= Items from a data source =
┌──

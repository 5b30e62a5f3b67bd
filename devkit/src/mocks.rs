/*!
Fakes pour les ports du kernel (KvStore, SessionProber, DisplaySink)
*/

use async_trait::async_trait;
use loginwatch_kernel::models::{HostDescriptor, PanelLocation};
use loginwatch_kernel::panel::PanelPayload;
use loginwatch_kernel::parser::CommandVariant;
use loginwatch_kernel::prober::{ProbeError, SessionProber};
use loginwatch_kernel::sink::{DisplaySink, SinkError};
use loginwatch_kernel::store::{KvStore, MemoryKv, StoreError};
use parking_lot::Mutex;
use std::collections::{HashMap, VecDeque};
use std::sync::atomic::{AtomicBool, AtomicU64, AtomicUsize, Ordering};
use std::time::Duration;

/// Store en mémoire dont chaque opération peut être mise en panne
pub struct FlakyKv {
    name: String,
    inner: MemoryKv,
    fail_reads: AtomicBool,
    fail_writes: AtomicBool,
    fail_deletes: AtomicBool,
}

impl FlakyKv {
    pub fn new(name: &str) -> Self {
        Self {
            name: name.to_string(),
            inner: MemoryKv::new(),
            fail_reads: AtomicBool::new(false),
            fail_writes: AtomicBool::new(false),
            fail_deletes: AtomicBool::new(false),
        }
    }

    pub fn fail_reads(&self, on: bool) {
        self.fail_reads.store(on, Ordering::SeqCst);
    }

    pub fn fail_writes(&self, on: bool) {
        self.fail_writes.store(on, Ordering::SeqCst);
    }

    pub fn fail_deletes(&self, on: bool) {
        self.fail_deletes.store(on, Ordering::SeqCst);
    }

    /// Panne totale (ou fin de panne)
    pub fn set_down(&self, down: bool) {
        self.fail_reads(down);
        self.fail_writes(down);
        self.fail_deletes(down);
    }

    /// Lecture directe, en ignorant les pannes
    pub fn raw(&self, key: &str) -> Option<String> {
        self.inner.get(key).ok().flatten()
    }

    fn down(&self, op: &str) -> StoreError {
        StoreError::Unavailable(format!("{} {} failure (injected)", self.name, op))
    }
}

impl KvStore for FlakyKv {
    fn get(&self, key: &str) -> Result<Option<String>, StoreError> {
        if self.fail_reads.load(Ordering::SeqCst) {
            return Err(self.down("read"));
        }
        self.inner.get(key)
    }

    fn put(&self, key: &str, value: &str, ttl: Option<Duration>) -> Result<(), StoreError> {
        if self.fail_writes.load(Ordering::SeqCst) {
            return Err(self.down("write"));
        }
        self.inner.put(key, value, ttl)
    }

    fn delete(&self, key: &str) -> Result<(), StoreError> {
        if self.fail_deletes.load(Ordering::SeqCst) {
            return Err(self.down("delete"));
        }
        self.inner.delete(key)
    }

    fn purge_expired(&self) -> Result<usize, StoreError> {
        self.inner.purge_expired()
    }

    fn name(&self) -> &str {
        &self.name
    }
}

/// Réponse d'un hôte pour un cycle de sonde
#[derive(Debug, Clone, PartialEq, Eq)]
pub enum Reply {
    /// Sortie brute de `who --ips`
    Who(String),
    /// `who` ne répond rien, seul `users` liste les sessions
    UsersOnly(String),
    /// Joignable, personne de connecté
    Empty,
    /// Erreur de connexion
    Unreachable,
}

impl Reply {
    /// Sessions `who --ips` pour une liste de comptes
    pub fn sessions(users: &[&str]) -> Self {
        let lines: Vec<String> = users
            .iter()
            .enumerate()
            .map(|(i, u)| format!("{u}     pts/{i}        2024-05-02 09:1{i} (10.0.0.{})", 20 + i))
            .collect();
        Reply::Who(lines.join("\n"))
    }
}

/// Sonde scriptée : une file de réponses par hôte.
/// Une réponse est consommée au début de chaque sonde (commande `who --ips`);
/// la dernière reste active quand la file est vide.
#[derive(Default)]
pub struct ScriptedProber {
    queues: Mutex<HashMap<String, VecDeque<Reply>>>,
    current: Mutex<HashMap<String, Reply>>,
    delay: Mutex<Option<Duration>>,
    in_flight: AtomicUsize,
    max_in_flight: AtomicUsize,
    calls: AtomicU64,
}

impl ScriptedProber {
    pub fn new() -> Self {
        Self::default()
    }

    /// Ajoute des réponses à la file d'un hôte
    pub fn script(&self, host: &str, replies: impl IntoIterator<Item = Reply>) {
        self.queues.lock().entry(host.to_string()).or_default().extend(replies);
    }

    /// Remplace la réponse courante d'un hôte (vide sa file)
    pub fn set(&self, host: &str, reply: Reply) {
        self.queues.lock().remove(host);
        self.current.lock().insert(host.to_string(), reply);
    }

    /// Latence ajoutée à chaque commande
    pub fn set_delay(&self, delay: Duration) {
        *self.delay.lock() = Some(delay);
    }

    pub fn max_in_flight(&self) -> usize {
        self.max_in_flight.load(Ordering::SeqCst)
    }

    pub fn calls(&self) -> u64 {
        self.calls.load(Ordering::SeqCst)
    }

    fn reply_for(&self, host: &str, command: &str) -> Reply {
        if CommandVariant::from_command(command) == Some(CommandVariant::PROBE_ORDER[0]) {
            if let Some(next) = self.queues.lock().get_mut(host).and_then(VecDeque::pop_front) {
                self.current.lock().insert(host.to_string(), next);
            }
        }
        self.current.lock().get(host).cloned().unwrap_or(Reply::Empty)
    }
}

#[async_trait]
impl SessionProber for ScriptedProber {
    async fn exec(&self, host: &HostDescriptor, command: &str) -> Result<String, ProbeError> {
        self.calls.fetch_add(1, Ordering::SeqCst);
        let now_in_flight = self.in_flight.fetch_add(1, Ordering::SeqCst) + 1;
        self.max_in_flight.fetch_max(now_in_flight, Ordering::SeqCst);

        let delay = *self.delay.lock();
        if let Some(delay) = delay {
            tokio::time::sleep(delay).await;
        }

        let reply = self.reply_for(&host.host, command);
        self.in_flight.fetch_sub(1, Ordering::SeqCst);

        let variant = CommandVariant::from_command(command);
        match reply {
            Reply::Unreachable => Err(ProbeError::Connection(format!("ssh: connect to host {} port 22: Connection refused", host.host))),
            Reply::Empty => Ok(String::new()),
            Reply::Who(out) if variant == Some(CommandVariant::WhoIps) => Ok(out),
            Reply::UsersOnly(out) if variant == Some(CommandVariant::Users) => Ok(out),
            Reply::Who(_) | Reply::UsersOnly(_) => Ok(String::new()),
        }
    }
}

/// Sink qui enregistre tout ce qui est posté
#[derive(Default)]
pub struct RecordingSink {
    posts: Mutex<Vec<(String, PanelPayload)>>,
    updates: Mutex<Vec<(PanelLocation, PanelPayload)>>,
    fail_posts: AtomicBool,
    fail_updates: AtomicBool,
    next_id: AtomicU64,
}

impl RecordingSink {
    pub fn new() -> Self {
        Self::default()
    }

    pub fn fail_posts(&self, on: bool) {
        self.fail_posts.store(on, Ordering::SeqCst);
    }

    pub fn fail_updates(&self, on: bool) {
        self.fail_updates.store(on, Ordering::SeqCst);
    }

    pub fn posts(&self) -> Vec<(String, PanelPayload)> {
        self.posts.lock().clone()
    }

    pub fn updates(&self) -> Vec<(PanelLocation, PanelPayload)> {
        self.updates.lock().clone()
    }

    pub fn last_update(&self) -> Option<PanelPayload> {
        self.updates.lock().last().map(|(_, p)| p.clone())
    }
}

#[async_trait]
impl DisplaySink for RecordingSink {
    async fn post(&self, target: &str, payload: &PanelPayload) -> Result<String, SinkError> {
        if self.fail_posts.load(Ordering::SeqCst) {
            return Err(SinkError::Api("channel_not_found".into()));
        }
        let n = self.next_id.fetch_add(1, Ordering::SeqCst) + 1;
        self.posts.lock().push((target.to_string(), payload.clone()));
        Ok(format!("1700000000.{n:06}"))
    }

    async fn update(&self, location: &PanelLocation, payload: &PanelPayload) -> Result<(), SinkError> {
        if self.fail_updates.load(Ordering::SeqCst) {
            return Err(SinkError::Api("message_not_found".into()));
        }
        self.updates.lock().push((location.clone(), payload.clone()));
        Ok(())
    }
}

└──

= PROBLEM STATEMENT =
Please report every line among the entries that includes "struct".

= ANSWER BOX =
pub struct FlakyKv {
pub struct ScriptedProber {
pub struct RecordingSink {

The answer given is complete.